_What you are asked to do_:
Give the data again exactly, from its opening line through the line in which "use super::value_is_truthy;" appears.

_Input_:
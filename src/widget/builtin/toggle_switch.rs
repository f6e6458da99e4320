//! Toggle switch widget: a two-state control that writes back to the
//! datasource its value setting reads from.

use serde_json::{json, Value};

use crate::expr::first_resource_ref;
use crate::plugin::{str_setting, SettingDef, SettingKind, SettingsMap, WidgetPlugin};
use crate::widget::{EventSink, WidgetInstance};

use super::value_is_truthy;

pub fn toggle_switch_plugin() -> WidgetPlugin {
    WidgetPlugin::new(
        "toggle_switch",
        vec![
            SettingDef::new("title", SettingKind::Text).display_name("Title"),
            SettingDef::new("value", SettingKind::Calculated)
                .display_name("Value")
                .description("The datasource field reflecting the switch state"),
            SettingDef::new("on_value", SettingKind::Text)
                .display_name("On Value")
                .default_value(json!("1")),
            SettingDef::new("off_value", SettingKind::Text)
                .display_name("Off Value")
                .default_value(json!("0")),
        ],
        Box::new(|settings, sink| {
            Ok(Box::new(ToggleSwitchWidget::new(&settings, sink)) as Box<dyn WidgetInstance>)
        }),
    )
    .display_name("Toggle Switch")
}

struct ToggleSwitchWidget {
    sink: EventSink,
    on: bool,
    on_value: Value,
    off_value: Value,
    /// Datasource named by the first reference in the value expression.
    /// Writes go nowhere if the expression names none.
    target: Option<String>,
}

impl ToggleSwitchWidget {
    fn new(settings: &SettingsMap, sink: EventSink) -> Self {
        let mut widget = Self {
            sink,
            on: false,
            on_value: json!("1"),
            off_value: json!("0"),
            target: None,
        };
        widget.apply(settings);
        widget
    }

    fn apply(&mut self, settings: &SettingsMap) {
        self.on_value = settings.get("on_value").cloned().unwrap_or(json!("1"));
        self.off_value = settings.get("off_value").cloned().unwrap_or(json!("0"));
        self.target = str_setting(settings, "value").and_then(first_resource_ref);
    }
}

impl WidgetInstance for ToggleSwitchWidget {
    fn on_settings_changed(&mut self, settings: &SettingsMap) {
        self.apply(settings);
    }

    fn on_calculated_value_changed(&mut self, setting_name: &str, value: Value) {
        if setting_name == "value" {
            self.on = value_is_truthy(&value);
        }
    }

    /// A click flips the switch and writes the corresponding value to the
    /// datasource behind the value expression.
    fn handle_input(&mut self, input: Value) {
        let desired = match input {
            Value::Bool(b) => b,
            Value::Null => !self.on,
            other => value_is_truthy(&other),
        };
        self.on = desired;

        if let Some(target) = &self.target {
            let value = if desired {
                self.on_value.clone()
            } else {
                self.off_value.clone()
            };
            self.sink.write(target.clone(), value);
        }
    }
}
//! The plugin registry: owned maps of datasource and widget plugin types.

use std::collections::HashMap;

use crate::datasource::{DatasourceInstance, UpdateSender};
use crate::widget::{EventSink, WidgetInstance};

use super::{
    DatasourcePlugin, PluginError, PluginType, SettingDef, SettingsMap, WidgetPlugin,
};

/// Registry of available datasource and widget plugin types.
///
/// Owned by the dashboard; populated at startup before any dashboard
/// document loads. Registration is the only mutation.
#[derive(Default)]
pub struct PluginRegistry {
    datasources: HashMap<String, DatasourcePlugin>,
    widgets: HashMap<String, WidgetPlugin>,
}

impl PluginRegistry {
    /// Create an empty registry.
    pub fn new() -> Self {
        Self::default()
    }

    /// Create a registry pre-populated with every built-in plugin.
    pub fn with_builtins() -> Self {
        let mut registry = Self::new();

        for plugin in [
            crate::datasource::json_plugin(),
            crate::datasource::clock_plugin(),
            crate::datasource::playback_plugin(),
            crate::datasource::websocket_plugin(),
        ] {
            registry
                .register_datasource(plugin)
                .expect("built-in datasource types are distinct");
        }

        for plugin in crate::widget::builtin::all() {
            registry
                .register_widget(plugin)
                .expect("built-in widget types are distinct");
        }

        registry
    }

    /// Register a datasource plugin type.
    ///
    /// # Errors
    ///
    /// Returns `PluginError::DuplicateType` if the type name is taken.
    pub fn register_datasource(&mut self, plugin: DatasourcePlugin) -> Result<(), PluginError> {
        if self.datasources.contains_key(&plugin.type_name) {
            return Err(PluginError::DuplicateType(plugin.type_name.clone()));
        }
        self.datasources.insert(plugin.type_name.clone(), plugin);
        Ok(())
    }

    /// Register a widget plugin type.
    pub fn register_widget(&mut self, plugin: WidgetPlugin) -> Result<(), PluginError> {
        if self.widgets.contains_key(&plugin.type_name) {
            return Err(PluginError::DuplicateType(plugin.type_name.clone()));
        }
        self.widgets.insert(plugin.type_name.clone(), plugin);
        Ok(())
    }

    pub fn datasource(&self, type_name: &str) -> Option<&DatasourcePlugin> {
        self.datasources.get(type_name)
    }

    pub fn widget(&self, type_name: &str) -> Option<&WidgetPlugin> {
        self.widgets.get(type_name)
    }

    /// Available datasource types, sorted by type name.
    pub fn datasource_types(&self) -> Vec<PluginType> {
        let mut types: Vec<_> = self.datasources.values().map(plugin_type_ds).collect();
        types.sort_by(|a, b| a.name.cmp(&b.name));
        types
    }

    /// Available widget types, sorted by type name.
    pub fn widget_types(&self) -> Vec<PluginType> {
        let mut types: Vec<_> = self.widgets.values().map(plugin_type_widget).collect();
        types.sort_by(|a, b| a.name.cmp(&b.name));
        types
    }

    /// Instantiate a datasource. Defaults from the schema are filled into
    /// missing settings first; required settings without a value fail.
    pub fn create_datasource(
        &self,
        type_name: &str,
        mut settings: SettingsMap,
        sender: UpdateSender,
    ) -> Result<(Box<dyn DatasourceInstance>, SettingsMap), PluginError> {
        let plugin = self
            .datasources
            .get(type_name)
            .ok_or_else(|| PluginError::UnknownDatasourceType(type_name.to_string()))?;

        apply_defaults(&plugin.settings, &mut settings, type_name)?;
        let instance = (plugin.constructor)(settings.clone(), sender)?;
        Ok((instance, settings))
    }

    /// Instantiate a widget. Same default/required handling as datasources.
    pub fn create_widget(
        &self,
        type_name: &str,
        mut settings: SettingsMap,
        sink: EventSink,
    ) -> Result<(Box<dyn WidgetInstance>, SettingsMap), PluginError> {
        let plugin = self
            .widgets
            .get(type_name)
            .ok_or_else(|| PluginError::UnknownWidgetType(type_name.to_string()))?;

        apply_defaults(&plugin.settings, &mut settings, type_name)?;
        let instance = (plugin.constructor)(settings.clone(), sink)?;
        Ok((instance, settings))
    }
}

fn plugin_type_ds(plugin: &DatasourcePlugin) -> PluginType {
    PluginType {
        name: plugin.type_name.clone(),
        display_name: plugin
            .display_name
            .clone()
            .unwrap_or_else(|| plugin.type_name.clone()),
    }
}

fn plugin_type_widget(plugin: &WidgetPlugin) -> PluginType {
    PluginType {
        name: plugin.type_name.clone(),
        display_name: plugin
            .display_name
            .clone()
            .unwrap_or_else(|| plugin.type_name.clone()),
    }
}

fn apply_defaults(
    schema: &[SettingDef],
    settings: &mut SettingsMap,
    plugin: &str,
) -> Result<(), PluginError> {
    for def in schema {
        if settings.contains_key(&def.name) {
            continue;
        }
        if let Some(default) = &def.default_value {
            settings.insert(def.name.clone(), default.clone());
        } else if def.required {
            return Err(PluginError::MissingSetting {
                plugin: plugin.to_string(),
                setting: def.name.clone(),
            });
        }
    }
    Ok(())
}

_Finished exercise_:
filename src/widget/builtin/toggle_switch.rs
repository f6e6458da99e4320
//! Toggle switch widget: a two-state control that writes back to the
//! datasource its value setting reads from.

use serde_json::{json, Value};

use crate::expr::first_resource_ref;
use crate::plugin::{str_setting, SettingDef, SettingKind, SettingsMap, WidgetPlugin};
use crate::widget::{EventSink, WidgetInstance};

use super::value_is_truthy;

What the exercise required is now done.